Stored records →
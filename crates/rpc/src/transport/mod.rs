//! Transport layer for the RPC framework.
//!
//! This module handles connection management, correlation of responses to
//! pending calls, and the client and server implementations.

pub mod client;
pub mod connection;
pub mod pending;
pub mod pool;
pub mod server;

pub use client::{ClientBuilder, ClientConfig, RpcClient};
pub use connection::{Connection, PoolConfig};
pub use pending::{ConnectionId, PendingCalls, PendingResponse};
pub use pool::ConnectionPool;
pub use server::{RequestHandler, RpcServer, ServerBuilder, ServerConfig};
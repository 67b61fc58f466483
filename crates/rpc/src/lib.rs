//! Request/response RPC over TCP with response correlation.
//!
//! Many concurrent calls share one pooled connection per remote endpoint;
//! each response is matched back to its waiting caller by request id.
//!
//! # Features
//!
//! - **Framing**: magic-prefixed, length-delimited frames with a codec byte
//! - **Correlation**: pending calls resolved by id, failed when their
//!   connection dies, purged on timeout
//! - **Connection Pooling**: one connection per endpoint, established once
//!   even under concurrent demand
//! - **Backpressure**: a server that cannot write a result answers FAIL
//! - **Pluggable Serialization**: bincode, CBOR or JSON payloads
//!
//! # Example
//!
//! ```no_run
//! use std::sync::Arc;
//! use sparrow_discovery_memory::MemoryServiceDiscovery;
//! use sparrow_rpc::{
//!     HandlerError, RpcClient, RpcServer, ServiceConfig, ServiceDefinition, ServiceProvider,
//!     ServiceReference, ServiceRegistry, Value,
//! };
//!
//! async fn example() -> Result<(), Box<dyn std::error::Error>> {
//!     let discovery = Arc::new(MemoryServiceDiscovery::new());
//!
//!     let server = RpcServer::builder().handler(ServiceRegistry::new()).build()?;
//!     server.start().await?;
//!
//!     let config = ServiceConfig::new("Calculator").group("demo").version("1.0");
//!     let provider = ServiceProvider::for_server(Arc::clone(&discovery), &server)?;
//!     provider
//!         .publish_service(
//!             &config,
//!             ServiceDefinition::new().method("add", &["int", "int"], |p| async move {
//!                 let a = p[0].as_int().unwrap_or_default();
//!                 let b = p[1].as_int().unwrap_or_default();
//!                 Ok::<_, HandlerError>(Value::Int(a + b))
//!             }),
//!         )
//!         .await?;
//!
//!     let client = Arc::new(RpcClient::builder().discovery(discovery).build()?);
//!     let calculator = ServiceReference::new(client, &config);
//!     let sum = calculator
//!         .invoke("add", vec![Value::Int(2), Value::Int(3)])
//!         .await?;
//!     assert_eq!(sum, Value::Int(5));
//!
//!     Ok(())
//! }
//! ```

#![warn(missing_docs)]
#![warn(clippy::all)]
#![warn(clippy::pedantic)]
#![warn(clippy::nursery)]
#![allow(clippy::module_name_repetitions)]

pub mod error;
pub mod handler;
pub mod protocol;
pub mod provider;
pub mod transport;

// Re-export commonly used types
pub use error::{CodecError, ConnectionError, Error, HandlerError, ProtocolError, Result};
pub use handler::{MethodKey, ServiceDefinition, ServiceRegistry};
pub use protocol::{CodecKind, Frame, FrameCodec, Message, MessageType, Request, Response, Status, Value};
pub use provider::{ServiceConfig, ServiceProvider, ServiceReference};
pub use transport::{
    client::{ClientBuilder, ClientConfig, RpcClient},
    connection::PoolConfig,
    pending::PendingCalls,
    pool::ConnectionPool,
    server::{RequestHandler, RpcServer, ServerBuilder, ServerConfig},
};

// Re-export dependencies that are part of our public API
pub use bytes::Bytes;
pub use sparrow_discovery::{ServiceDiscovery, ServiceName};
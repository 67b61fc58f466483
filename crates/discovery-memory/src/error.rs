use sparrow_discovery::{DiscoveryError, ServiceName};
use thiserror::Error;

/// Errors returned by the in-memory discovery registry.
#[derive(Clone, Debug, Error)]
pub enum Error {
    /// No provider is registered under the name.
    #[error("no provider registered for {0}")]
    NoProvider(ServiceName),
}

impl DiscoveryError for Error {}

Task statement → Within the records above, tally the lines that contain "under". Give the total and nothing more.

Answer area → 2